Nasty.Data.OntoNotes (Nasty v0.3.0)
View SourceLoader for OntoNotes 5.0 coreference data in CoNLL-2012 format.
The CoNLL-2012 format extends CoNLL-U with coreference annotations in the last column. Each token has a coreference column indicating which entity chain(s) it belongs to.
Format
CoNLL-2012 has the following tab-separated columns:
- Document ID
- Part number
- Word number
- Word itself
- POS tag
- Parse bit
- Predicate lemma
- Predicate sense
- Word sense
- Speaker
- Named entities
- Coreference chains (e.g., "(0)" or "(0|(1" or "0)")
Example
# Begin document doc1; part 000
doc1 0 0 John NNP ... - - - - * (0
doc1 0 1 works VBZ ... - - - - * -
doc1 0 2 at IN ... - - - - * -
doc1 0 3 Google NNP ... - - - - * (1)
doc1 0 4 . . ... - - - - * -
# ...
doc1 0 10 He PRP ... - - - - * 0)
# End documentUsage
# Load training data
{:ok, documents} = OntoNotes.load_documents("data/ontonotes/train")
# Extract mention pairs for training
pairs = OntoNotes.extract_mention_pairs(documents, max_distance: 3)
# Create balanced training data
training_data = OntoNotes.create_training_data(documents,
positive_negative_ratio: 1.0,
max_distance: 3
)
Summary
Functions
Create antecedent training data for end-to-end coreference.
Create span-based training data for end-to-end coreference.
Create training data from documents.
Extract mention pairs from documents for training.
Load a single OntoNotes document file.
Load OntoNotes documents from a directory.
Types
@type coref_document() :: %{ id: String.t(), sentences: [coref_sentence()], chains: [Nasty.AST.Semantic.CorefChain.t()] }
@type coref_sentence() :: %{ tokens: [coref_token()], mentions: [Nasty.AST.Semantic.Mention.t()] }
@type coref_token() :: %{ id: pos_integer(), text: String.t(), pos_tag: atom(), coref_ids: [non_neg_integer()] }
@type mention_pair() :: %{ mention1: Nasty.AST.Semantic.Mention.t(), mention2: Nasty.AST.Semantic.Mention.t(), label: 0 | 1, document_id: String.t() }
Functions
@spec create_antecedent_data( [coref_document()], keyword() ) :: [{map(), map(), 0 | 1}]
Create antecedent training data for end-to-end coreference.

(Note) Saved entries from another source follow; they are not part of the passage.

use rayon::prelude::*;

use crate::core::{decrypt_block, encrypt_block};
use crate::error::*;
use crate::modes::Mode;
use crate::modes::util::{PARALLEL_THRESHOLD, to_block};

type BlockFn = fn(&[u8; 16], &[[u8; 16]]) -> [u8; 16];

/// **Electronic codebook** encryption: `C_i = E(P_i)`. Input must already be block aligned.
pub fn ecb_encrypt(plaintext: &[u8], round_keys: &[[u8; 16]]) -> Result<Vec<u8>> {
    if plaintext.len() % 16 != 0 {
        return Err(Error::MisalignedPlaintext {
            mode: Mode::Ecb,
            len: plaintext.len(),
        });
    }
    Ok(ecb_dispatch(plaintext, round_keys, encrypt_block))
}

/// **Electronic codebook** decryption: `P_i = D(C_i)`. Output is still padded.
pub fn ecb_decrypt(ciphertext: &[u8], round_keys: &[[u8; 16]]) -> Result<Vec<u8>> {
    if ciphertext.len() % 16 != 0 {
        return Err(Error::MisalignedCiphertext {
            mode: Mode::Ecb,
            len: ciphertext.len(),
        });
    }
    Ok(ecb_dispatch(ciphertext, round_keys, decrypt_block))
}

fn ecb_dispatch(input: &[u8], round_keys: &[[u8; 16]], f: BlockFn) -> Vec<u8> {
    if input.len() > PARALLEL_THRESHOLD {
        ecb_core_parallel(input, round_keys, f)
    } else {
        ecb_core_serial(input, round_keys, f)
    }
}

/// Applies `f` to every 16-byte block in order.
pub(crate) fn ecb_core_serial(input: &[u8], round_keys: &[[u8; 16]], f: BlockFn) -> Vec<u8> {
    let mut output = vec![0u8; input.len()];
    for (inp, out) in input.chunks_exact(16).zip(output.chunks_exact_mut(16)) {
        out.copy_from_slice(&f(&to_block(inp), round_keys));
    }
    output
}

/// Blocks are independent, so they are spread across the rayon pool.
pub(crate) fn ecb_core_parallel(input: &[u8], round_keys: &[[u8; 16]], f: BlockFn) -> Vec<u8> {
    let mut output = vec![0u8; input.len()];
    output
        .par_chunks_exact_mut(16)
        .zip(input.par_chunks_exact(16))
        .for_each(|(out, inp)| out.copy_from_slice(&f(&to_block(inp), round_keys)));
    output
}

For each mention, generates (mention, antecedent, label) triples. Label is 1 if antecedent is coreferent, 0 otherwise.
Options
:max_antecedent_distance- Maximum distance in mentions (default: 50):negative_antecedent_ratio- Ratio of negative to positive (default: 1.5)
Returns
List of {mention_span, antecedent_span, label} tuples
@spec create_span_training_data( [coref_document()], keyword() ) :: [{map(), 0 | 1}]
Create span-based training data for end-to-end coreference.
Generates (span, label) pairs where label is 1 if the span is a mention, 0 otherwise. Also generates candidate spans using enumeration.
Options
:max_span_width- Maximum span width in tokens (default: 10):negative_span_ratio- Ratio of negative to positive spans (default: 3.0)
Returns
List of {span, label} tuples
@spec create_training_data( [coref_document()], keyword() ) :: [{Nasty.AST.Semantic.Mention.t(), Nasty.AST.Semantic.Mention.t(), 0 | 1}]
Create training data from documents.
This is a convenience function that extracts mention pairs and formats them for training a neural coreference model.
Options
:positive_negative_ratio- Ratio of positive to negative samples (default: 1.0):max_distance- Maximum sentence distance (default: 3):shuffle- Whether to shuffle the data (default: true):seed- Random seed for shuffling (default: :os.system_time())
Returns
List of {mention1, mention2, label} tuples ready for training
@spec extract_mention_pairs( [coref_document()], keyword() ) :: [mention_pair()]
Extract mention pairs from documents for training.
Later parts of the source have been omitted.